Fig. 1: VPS37A^1–148 selectively interacts with highly curved membranes.

a Gel images of liposome flotation assays for VPS37A^1–148 mixed with sonicated or extruded liposomes with membrane pore sizes of 50, 100, or 200 nm (POPC:DOPG:DOPE = 3:2:5, protein:lipid = 1:400, molar ratio). T, M, and B represent the top, middle, and bottom layers after centrifugation. The protein marker is indicated by m. The arrow indicates the lipid band. The amount of VPS37A^1–148 in the top layer relative to that in the bottom layer (T/B) is quantitated by ImageJ and plotted in b. b Plots of VPS37A^1–148 in top layer versus bottom layer (T/B) for extruded liposomes (POPC:DOPG:DOPE = 3:2:5) with membrane pore sizes of 50, 100, or 200 nm, and sonicated liposomes containing 0, 10, 30, or 50% PE (molar ratio, referred to as S-0%, S-10%, S-30%, and S-50%, respectively).

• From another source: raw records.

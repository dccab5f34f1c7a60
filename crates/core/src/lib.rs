//! Domain types for the registration-alert service.
//!
//! This crate has zero internal dependencies so it can be used by the
//! repository layer, the alert pipeline, and the API crate alike.

pub mod alert;
pub mod error;
pub mod notification;
pub mod types;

Data are presented as mean ± SD (standard deviation). Quantifications were obtained from three separate measurements (n = 3). c Gel images of liposome flotation assays for VPS37A^1–148 mixed with sonicated liposomes consisting of 20% DOPG and 0, 10, 30, or 50% of PE (molar ratio). Their plots are shown in b. The protein marker is indicated by m. The arrow indicates the lipid band. d Gel images of liposome flotation assays for VPS37A^1–148 mixed with sonicated liposomes containing 0 or 55% of DOPE (molar ratio) without negatively charged lipids, and with sonicated liposomes (POPC:DOPS:DOPE = 3:2:5, protein:lipid = 1:400, molar ratio). Samples with VPS37A^1–148 proteins alone (-liposomes) or liposomes alone (-protein) were performed as controls. The protein marker is indicated by m. The arrow indicates the lipid band.